Following Mitt Romney’s controversial response to the attacks on the US missions in Egypt and Libya, proceedings opened with an inspection of the candidates’ foreign policy credentials. The speakers discussed his British blunder when he suggested London was unprepared for the 2012 Olympics and his strong rhetoric over Russia. Referring to the latest Romneyshambles, Channel 4 News’ Felicity Spector argued that foreign policy is one of the incumbent’s strengths:

“This could be just the kind of incident that changes people’s minds. … One of the criticisms that Obama brought forward at his convention speech is that Mitt Romney’s very inexperienced at foreign policy. Obama’s had those four years in the White House, taking those 3 am calls making difficult decisions. He now feels that he’s allowed to make that kind of criticism.”

Alex Spillius of the Daily Telegraph suggested that foreign policy could prove decisive come November:

“It was meant to be an economy election but because the race is so tight small factors could make a key difference and Romney’s messing up foreign policy. I don’t think he’s got the measure of how to deliver his policy yet. Obama killed Osama and that’s a huge score.”

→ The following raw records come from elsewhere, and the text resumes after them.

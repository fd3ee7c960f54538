// libs/appointment-cell/src/services/conflict.rs
use std::sync::Arc;

use chrono::{DateTime, Utc};
use tracing::{debug, warn};
use uuid::Uuid;

use crate::error::AppointmentError;
use crate::models::Appointment;
use crate::store::AppointmentStore;

/// Overlap checks for manual (slotless) bookings.
pub struct ConflictDetectionService {
    store: Arc<AppointmentStore>,
}

impl ConflictDetectionService {
    pub fn new(store: Arc<AppointmentStore>) -> Self {
        Self { store }
    }

    /// Fail with `ScheduleConflict` if the professional already has an
    /// active appointment overlapping `[start, end)`.
    pub async fn ensure_no_conflict(
        &self,
        tenant_id: Uuid,
        professional_id: Uuid,
        start_time: DateTime<Utc>,
        end_time: DateTime<Utc>,
        exclude_appointment_id: Option<Uuid>,
    ) -> Result<(), AppointmentError> {
        debug!(
            "Checking conflicts for professional {} from {} to {}",
            professional_id, start_time, end_time
        );

        let conflicting: Vec<Uuid> = self
            .store
            .find_overlapping(tenant_id, professional_id, start_time, end_time, exclude_appointment_id)
            .await
            .into_iter()
            .map(|a| a.id)
            .collect();

        if !conflicting.is_empty() {
            warn!(
                "Conflict detected for professional {} - {} conflicting appointments",
                professional_id,
                conflicting.len()
            );
            return Err(AppointmentError::ScheduleConflict { conflicting });
        }

        Ok(())
    }

    /// Store a manual booking, re-running the overlap check under the
    /// store's write lock.
    pub async fn insert_checked(&self, appointment: Appointment, exclude_appointment_id: Option<Uuid>) -> Result<(), AppointmentError> {
        self.store
            .insert_if_no_overlap(appointment, exclude_appointment_id)
            .await
            .map_err(|conflicting| {
                warn!("Lost a race for professional time: {} conflicting appointments", conflicting.len());
                AppointmentError::ScheduleConflict { conflicting }
            })
    }
}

The panel agreed that the state of the American economy is of utmost importance for the majority of American voters. Stacy Hilliard, former vice chairman of Republicans Abroad UK stated that the Obama camp is attempting to avoid discussion of economic policy.

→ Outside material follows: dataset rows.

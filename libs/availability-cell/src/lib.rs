pub mod error;
pub mod models;
pub mod services;
pub mod store;

// Re-export all models and services for external use
pub use error::AvailabilityError;
pub use models::*;
pub use services::*;
pub use store::{CapacityTotals, SlotGuard, SlotStore};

“I saw the Democratic convention and it sounded like a Baptist revival. They were talking about issues that people don’t talk about when they go to the polls. The fact that they don’t talk about the economy suggests that they’re afraid to. Every person who spoke talked about abortion.”

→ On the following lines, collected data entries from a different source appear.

// libs/appointment-cell/src/error.rs
use thiserror::Error;
use uuid::Uuid;

use availability_cell::AvailabilityError;
use shared_database::StoreError;
use shared_models::AppError;

use crate::models::AppointmentStatus;

/// Everything the scheduling core can refuse, plus the infrastructure
/// category that callers should retry.
#[derive(Error, Debug, Clone, PartialEq)]
pub enum AppointmentError {
    #[error("No tenant context resolved")]
    InvalidTenant,

    #[error("A service is required for this booking")]
    ServiceRequired,

    #[error("Service is unknown, inactive or belongs to another tenant")]
    InvalidService,

    #[error("Professional {professional_id} is not competent for service {service_id}")]
    NotCompetent { professional_id: Uuid, service_id: Uuid },

    #[error("Only {days_since} days since the last completed session; {min_days} required")]
    IntervalTooShort { days_since: i64, min_days: i64 },

    #[error("Neither a slot nor an explicit start and end were supplied")]
    MissingSchedule,

    #[error("Professional already has an appointment in that time range")]
    ScheduleConflict { conflicting: Vec<Uuid> },

    #[error("Requested duration of {requested_minutes} minutes does not fit a {slot_minutes} minute slot")]
    ServiceSlotMismatch { requested_minutes: i64, slot_minutes: i32 },

    #[error("Slot {slot_id} has no remaining capacity")]
    CapacityExceeded { slot_id: Uuid },

    #[error("Cancellation requires {notice_minutes} minutes notice")]
    CancellationTooLate { notice_minutes: i64 },

    #[error("Reschedule chain already has {length} links (maximum {max})")]
    RescheduleLimitExceeded { length: usize, max: usize },

    #[error("Pre-visit requirements outstanding: {}", .0.join(", "))]
    PendingRequirements(Vec<String>),

    #[error("Waitlist is disabled")]
    WaitlistDisabled,

    #[error("Appointment not found")]
    NotFound,

    #[error("Slot not found")]
    SlotNotFound,

    #[error("Waitlist entry not found")]
    WaitlistEntryNotFound,

    #[error("Cannot move appointment from {from} to {to}")]
    InvalidStatusTransition {
        from: AppointmentStatus,
        to: AppointmentStatus,
    },

    #[error("Invalid appointment time: {0}")]
    InvalidTime(String),

    #[error("Quantity must be at least 1, got {0}")]
    InvalidQuantity(i32),

    #[error(transparent)]
    Availability(AvailabilityError),

    #[error(transparent)]
    Store(#[from] StoreError),

    #[error("External service error: {0}")]
    ExternalService(String),
}

impl AppointmentError {
    pub fn code(&self) -> &'static str {
        match self {
            AppointmentError::InvalidTenant => "INVALID_TENANT",
            AppointmentError::ServiceRequired => "SERVICE_REQUIRED",
            AppointmentError::InvalidService => "INVALID_SERVICE",
            AppointmentError::NotCompetent { .. } => "NOT_COMPETENT",
            AppointmentError::IntervalTooShort { .. } => "INTERVAL_TOO_SHORT",
            AppointmentError::MissingSchedule => "MISSING_SCHEDULE",
            AppointmentError::ScheduleConflict { .. } => "SCHEDULE_CONFLICT",
            AppointmentError::ServiceSlotMismatch { .. } => "SERVICE_SLOT_MISMATCH",
            AppointmentError::CapacityExceeded { .. } => "CAPACITY_EXCEEDED",
            AppointmentError::CancellationTooLate { .. } => "CANCELLATION_TOO_LATE",
            AppointmentError::RescheduleLimitExceeded { .. } => "RESCHEDULE_LIMIT_EXCEEDED",
            AppointmentError::PendingRequirements(_) => "PENDING_REQUIREMENTS",
            AppointmentError::WaitlistDisabled => "WAITLIST_DISABLED",
            AppointmentError::NotFound => "APPOINTMENT_NOT_FOUND",
            AppointmentError::SlotNotFound => "SLOT_NOT_FOUND",
            AppointmentError::WaitlistEntryNotFound => "WAITLIST_ENTRY_NOT_FOUND",
            AppointmentError::InvalidStatusTransition { .. } => "INVALID_STATUS_TRANSITION",
            AppointmentError::InvalidTime(_) => "INVALID_TIME",
            AppointmentError::InvalidQuantity(_) => "INVALID_QUANTITY",
            AppointmentError::Availability(inner) => inner.code(),
            AppointmentError::Store(_) | AppointmentError::ExternalService(_) => "TEMPORARILY_UNAVAILABLE",
        }
    }

    /// True for failures the caller should retry rather than show as a rejection.
    pub fn is_infrastructure(&self) -> bool {
        match self {
            AppointmentError::Store(_) | AppointmentError::ExternalService(_) => true,
            AppointmentError::Availability(inner) => inner.is_infrastructure(),
            _ => false,
        }
    }
}

impl From<AvailabilityError> for AppointmentError {
    fn from(err: AvailabilityError) -> Self {
        match err {
            AvailabilityError::InvalidTenant => AppointmentError::InvalidTenant,
            AvailabilityError::SlotNotFound => AppointmentError::SlotNotFound,
            AvailabilityError::CapacityExceeded { slot_id, .. } => AppointmentError::CapacityExceeded { slot_id },
            AvailabilityError::InvalidQuantity(quantity) => AppointmentError::InvalidQuantity(quantity),
            AvailabilityError::Store(store) => AppointmentError::Store(store),
            other => AppointmentError::Availability(other),
        }
    }
}

impl From<AppointmentError> for AppError {
    fn from(err: AppointmentError) -> Self {
        let code = err.code();
        let message = err.to_string();

        if err.is_infrastructure() {
            return AppError::Unavailable(message);
        }

        match err {
            AppointmentError::NotFound
            | AppointmentError::SlotNotFound
            | AppointmentError::WaitlistEntryNotFound => AppError::NotFound(message),
            AppointmentError::CapacityExceeded { .. }
            | AppointmentError::ScheduleConflict { .. }
            | AppointmentError::InvalidStatusTransition { .. } => AppError::Conflict { code, message },
            AppointmentError::InvalidTime(_) | AppointmentError::InvalidQuantity(_) => AppError::BadRequest(message),
            _ => AppError::Rejected { code, message },
        }
    }
}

Chair of Democrats Abroad UK Robert Carolina responded with a staunch defence of Obama’s economic legacy.

“The United States’ auto-industry was saved by government intervention. That was a tremendously good investment that helped to save the economy and save Detroit, Chrysler and General Motors. Let’s not forget that half of the entire debt is attributable to over spending by George W. Bush.”

Yet this message has proved difficult to sell to the electorate in the past and the panel agreed that this is the main worry for the President.

As the evening progressed, an engaged audience opened debate on specific battles that will be fought over the next 8 weeks, including immigration, socio-cultural issues including gay marriage, rape, race and religion. However the panel came full circle and agreed that it will most likely be economic policy that will secure the next President his place in the Oval Office.